WORK ORDER
Your job is to report every line of the entries that has "StaticFetcher".

DATA FOR THIS TASK

#[cfg(test)]
pub(crate) mod tests {
    use super::*;
    use crate::events::load_events;
    use crate::fetch::test::StaticFetcher;
    use crate::roster::{Status, FINISHED};
    use crate::season::SeasonRecord;
    use crate::snapshot::load_snapshot;

    pub(crate) const PRELIMS_URL: &str = "https://sched.test/prelims";
    pub(crate) const FINALS_URL: &str = "https://sched.test/finals";
    pub(crate) const SCORES_URL: &str = "https://scores.test/event/?ShowId=77";

    pub(crate) const PRELIMS: &str = r#"<table>
        <tr><td>8:10 AM</td><td>Avon HS</td><td>Independent Open</td></tr>
        <tr><td>8:20 AM</td><td>Carmel HS</td><td>Independent Open</td></tr>
        <tr><td>8:30 AM</td><td>Pulse</td><td>Independent Open</td></tr>
        <tr><td>8:40 AM</td><td>Lunch Break</td><td>-</td></tr>
        </table>"#;
    // performers are not known until prelims end
    pub(crate) const FINALS: &str = r#"<table>
        <tr><td>6:00 PM</td><td></td><td>Independent Open</td></tr>
        <tr><td>6:10 PM</td><td></td><td>Independent Open</td></tr>
        </table>"#;
    pub(crate) const SCORES: &str = r#"<table>
        <tr><th>Independent Open - Prelims</th></tr>
        <tr><td>1</td><td>Carmel HS</td><td>81.2 View Recap</td></tr>
        <tr><td>2</td><td>Avon HS</td><td>79.9</td></tr>
        <tr><td>3</td><td>Walk In WG</td><td>70.0</td></tr>
        </table>"#;

    pub(crate) fn worker_config() -> WorkerConfig {
        WorkerConfig {
            score_event_url: "https://scores.test/event/?ShowId={show_id}".to_string(),
            calendar_url: "https://site.test/calendar".to_string(),
            scores_index_url: "https://site.test/scores".to_string(),
            site_root: "https://site.test".to_string(),
            ..Default::default()
        }
    }

    pub(crate) async fn context(fetcher: StaticFetcher) -> SyncContext {
        let rules = Ruleset::default();
        SyncContext {
            pool: crate::db::open_pool("sqlite::memory:").await.unwrap(),
            fetcher: Arc::new(fetcher),
            adapters: Arc::new(Adapters::new(&rules).unwrap()),
            rules: Arc::new(rules),
            cfg: worker_config(),
        }
    }

    fn live_command() -> Command {
        Command::SyncLive {
            show_id: Some("77".to_string()),
            prelims_url: Some(PRELIMS_URL.to_string()),
            finals_url: Some(FINALS_URL.to_string()),
            event_name: Some("Dayton".to_string()),
            event_type: None,
        }
    }

    #[rocket::async_test]
    async fn live_sync_merges_three_passes() {
        let ctx = context(StaticFetcher::default()
            .with(PRELIMS_URL, PRELIMS)
            .with(FINALS_URL, FINALS)
            .with(SCORES_URL, SCORES)).await;
        ctx.execute(&live_command()).await.unwrap();

        let snapshot = load_snapshot(SnapshotKind::Live, &ctx.pool).await.unwrap().unwrap();
        assert_eq!(snapshot.status, SnapshotStatus::Complete);
        assert_eq!(snapshot.event_name, "Dayton");
        assert_eq!(snapshot.data.slots.get("Independent Open"), Some(&2));
        let by_name = |name: &str| snapshot.data.roster.iter().find(|e| e.competitor == name).unwrap();
        assert_eq!(snapshot.data.roster.len(), 4);
        assert_eq!(by_name("Carmel HS").status, Status::Advanced);
        assert_eq!(by_name("Carmel HS").rank, Some(1));
        assert_eq!(by_name("Avon HS").status, Status::Advanced);
        assert_eq!(by_name("Avon HS").scheduled_time, "8:10 AM");
        assert_eq!(by_name("Walk In WG").scheduled_time, FINISHED);
        assert_eq!(by_name("Walk In WG").status, Status::BelowCutline);
        assert_eq!(by_name("Pulse").status, Status::Pending);
    }

    #[rocket::async_test]
    async fn live_sync_tolerates_missing_documents() {
        let ctx = context(StaticFetcher::default().with(SCORES_URL, SCORES)).await;
        ctx.execute(&live_command()).await.unwrap();
        let snapshot = load_snapshot(SnapshotKind::Live, &ctx.pool).await.unwrap().unwrap();
        assert_eq!(snapshot.status, SnapshotStatus::Complete);
        assert_eq!(snapshot.data.roster.len(), 3);
        assert!(snapshot.data.slots.is_empty());
        // no finals schedule, three competitors stay within the fallback
        assert!(snapshot.data.roster.iter().all(|e| e.status == Status::Advanced));
    }

    #[rocket::async_test]
    async fn live_sync_without_data_is_empty() {
        let ctx = context(StaticFetcher::default().with(PRELIMS_URL, "   ")).await;
        ctx.execute(&live_command()).await.unwrap();
        let snapshot = load_snapshot(SnapshotKind::Live, &ctx.pool).await.unwrap().unwrap();
        assert_eq!(snapshot.status, SnapshotStatus::Empty);
        assert!(snapshot.data.roster.is_empty());
    }

    #[rocket::async_test]
    async fn archive_is_sorted_by_class_and_score() {
        let scores = r#"<table>
            <tr><th>Scholastic Open</th></tr>
            <tr><td>1</td><td>Zeta HS</td><td>70.5</td></tr>
            <tr><th>Independent A - Finals</th></tr>
            <tr><td>1</td><td>Beta</td><td>60.0</td></tr>
            <tr><td>2</td><td>Alpha</td><td>65.0</td></tr>
            </table>"#;
        let ctx = context(StaticFetcher::default().with(SCORES_URL, scores)).await;
        ctx.execute(&Command::SyncArchive { show_id: "77".to_string(), event_name: Some("Avon".to_string()) }).await.unwrap();
        let snapshot = load_snapshot(SnapshotKind::Archive, &ctx.pool).await.unwrap().unwrap();
        assert_eq!(snapshot.status, SnapshotStatus::Complete);
        let names: Vec<_> = snapshot.data.roster.iter().map(|e| e.competitor.as_str()).collect();
        assert_eq!(names, vec!["Alpha", "Beta", "Zeta HS"]);
        assert_eq!(snapshot.data.roster[0].final_score, 65.0);
    }

    #[rocket::async_test]
    async fn projection_uses_season_averages() {
        let ctx = context(StaticFetcher::default()
            .with(PRELIMS_URL, PRELIMS)
            .with(FINALS_URL, FINALS)).await;
        let record = |show: &str, id: &str, score: f64| SeasonRecord {
            show: show.to_string(),
            class_base: "Independent Open".to_string(),
            competitor_id: id.to_string(),
            competitor: id.to_string(),
            score,
        };
        replace_season_records(&[
            record("Dayton", "avon hs", 70.0),
            record("Indy", "avon hs", 75.0),
            record("Dayton", "pulse", 80.0),
        ], &ctx.pool).await.unwrap();

        ctx.execute(&Command::SyncProjection {
            show_name: Some("Avon".to_string()),
            prelims_url: Some(PRELIMS_URL.to_string()),
            finals_url: Some(FINALS_URL.to_string()),
            event_type: None,
        }).await.unwrap();
        let snapshot = load_snapshot(SnapshotKind::Projection, &ctx.pool).await.unwrap().unwrap();
        assert_eq!(snapshot.status, SnapshotStatus::Complete);
        let by_name = |name: &str| snapshot.data.roster.iter().find(|e| e.competitor == name).unwrap();
        assert_eq!(by_name("Avon HS").prelim_score, 72.5);
        assert_eq!(by_name("Avon HS").shows_attended, 2);
        assert_eq!(by_name("Avon HS").status, Status::Advanced);
        assert_eq!(by_name("Pulse").status, Status::Advanced);
        assert_eq!(by_name("Carmel HS").prelim_score, 0.0);
        assert_eq!(by_name("Carmel HS").status, Status::Pending);
    }

    #[rocket::async_test]
    async fn projection_failures_are_reported() {
        let ctx = context(StaticFetcher::default().with(PRELIMS_URL, "<p>TBA</p>")).await;
        for (prelims_url, error) in [(None, NO_PRELIMS_URL), (Some(PRELIMS_URL.to_string()), NO_COMPETITORS)] {
            ctx.execute(&Command::SyncProjection { show_name: None, prelims_url, finals_url: None, event_type: None }).await.unwrap();
            let snapshot = load_snapshot(SnapshotKind::Projection, &ctx.pool).await.unwrap().unwrap();
            assert_eq!(snapshot.status, SnapshotStatus::Failed);
            assert_eq!(snapshot.error.as_deref(), Some(error));
        }
    }

    #[rocket::async_test]
    async fn discovery_builds_event_list_and_ledger() {
        let calendar = r#"
            <div><h3>Dayton Regional, Dayton OH</h3><a href="/event-details-page/?id=1">Details</a></div>
            <div><h3>Indianapolis Regional+</h3><a href="/event-details-page/?id=2">Details</a></div>"#;
        let dayton = r#"<a href="/files/dayton-prelims.pdf">Prelims Schedule</a><a href="/files/dayton-finals.pdf">Finals Schedule</a>"#;
        let index = r#"<table>
            <tr><td>Dayton Regional</td><td><a href="/scores/?ShowId=77">View Scores</a></td></tr>
            <tr><td>Atlanta Regional</td><td><a href="/scores/?ShowId=88">View Scores</a></td></tr>
            </table>"#;
        let ctx = context(StaticFetcher::default()
            .with("https://site.test/calendar", calendar)
            .with("https://site.test/event-details-page/?id=1", dayton)
            .with("https://site.test/scores", index)
            .with(SCORES_URL, SCORES)).await;
        ctx.execute(&Command::SyncNational).await.unwrap();

        let events = load_events(&ctx.pool).await.unwrap();
        assert_eq!(events, vec![
            EventMetadata {
                name: "Dayton".to_string(),
                prelims_url: "https://site.test/files/dayton-prelims.pdf".to_string(),
                finals_url: "https://site.test/files/dayton-finals.pdf".to_string(),
                show_id: "77".to_string(),
                event_type: None,
            },
            EventMetadata {
                name: "Indianapolis +".to_string(),
                event_type: Some("regional_plus".to_string()),
                ..Default::default()
            },
            EventMetadata { name: "Atlanta".to_string(), show_id: "88".to_string(), ..Default::default() },
        ]);
        let discovery = load_snapshot(SnapshotKind::Discovery, &ctx.pool).await.unwrap().unwrap();
        assert_eq!(discovery.status, SnapshotStatus::Complete);
        assert_eq!(discovery.data.count, Some(3));

        let records = load_season_records(Some("Independent Open"), &ctx.pool).await.unwrap();
        assert_eq!(records.len(), 3);
        assert!(records.iter().all(|r| r.show == "Dayton Regional"));
    }

    #[rocket::async_test]
    async fn same_city_shows_count_separately() {
        let index = r#"<table>
            <tr><td>Dayton Regional</td><td><a href="/scores/?ShowId=77">View Scores</a></td></tr>
            <tr><td>Dayton Regional+</td><td><a href="/scores/?ShowId=78">View Scores</a></td></tr>
            </table>"#;
        let plus_scores = r#"<table>
            <tr><th>Independent Open - Prelims</th></tr>
            <tr><td>1</td><td>Carmel HS</td><td>60.0</td></tr>
            </table>"#;
        let ctx = context(StaticFetcher::default()
            .with("https://site.test/scores", index)
            .with(SCORES_URL, SCORES)
            .with("https://scores.test/event/?ShowId=78", plus_scores)).await;
        ctx.execute(&Command::SyncNational).await.unwrap();

        let records = load_season_records(Some("Independent Open"), &ctx.pool).await.unwrap();
        let carmel: Vec<_> = records.iter().filter(|r| r.competitor_id == "carmel hs").map(|r| r.show.as_str()).collect();
        assert_eq!(carmel, vec!["Dayton Regional", "Dayton Regional+"]);
        let stats = season_stats(&records);
        let carmel = stats.iter().find(|s| s.competitor_id == "carmel hs").unwrap();
        assert_eq!(carmel.show_count, 2);
        assert!((carmel.average - 70.6).abs() < 1e-9);
        assert_eq!(carmel.season_high, 81.2);
    }

    #[rocket::async_test]
    async fn discovery_without_events_fails() {
        let ctx = context(StaticFetcher::default()).await;
        ctx.execute(&Command::SyncNational).await.unwrap();
        let discovery = load_snapshot(SnapshotKind::Discovery, &ctx.pool).await.unwrap().unwrap();
        assert_eq!(discovery.status, SnapshotStatus::Failed);
        assert_eq!(discovery.error.as_deref(), Some(NO_EVENTS));
        assert!(load_events(&ctx.pool).await.unwrap().is_empty());
    }
}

SOLUTION FOR THIS EXERCISE
    use crate::fetch::test::StaticFetcher;
    pub(crate) async fn context(fetcher: StaticFetcher) -> SyncContext {
        let ctx = context(StaticFetcher::default()
        let ctx = context(StaticFetcher::default().with(SCORES_URL, SCORES)).await;
        let ctx = context(StaticFetcher::default().with(PRELIMS_URL, "   ")).await;
        let ctx = context(StaticFetcher::default().with(SCORES_URL, scores)).await;
        let ctx = context(StaticFetcher::default()
        let ctx = context(StaticFetcher::default().with(PRELIMS_URL, "<p>TBA</p>")).await;
        let ctx = context(StaticFetcher::default()
        let ctx = context(StaticFetcher::default()
        let ctx = context(StaticFetcher::default()).await;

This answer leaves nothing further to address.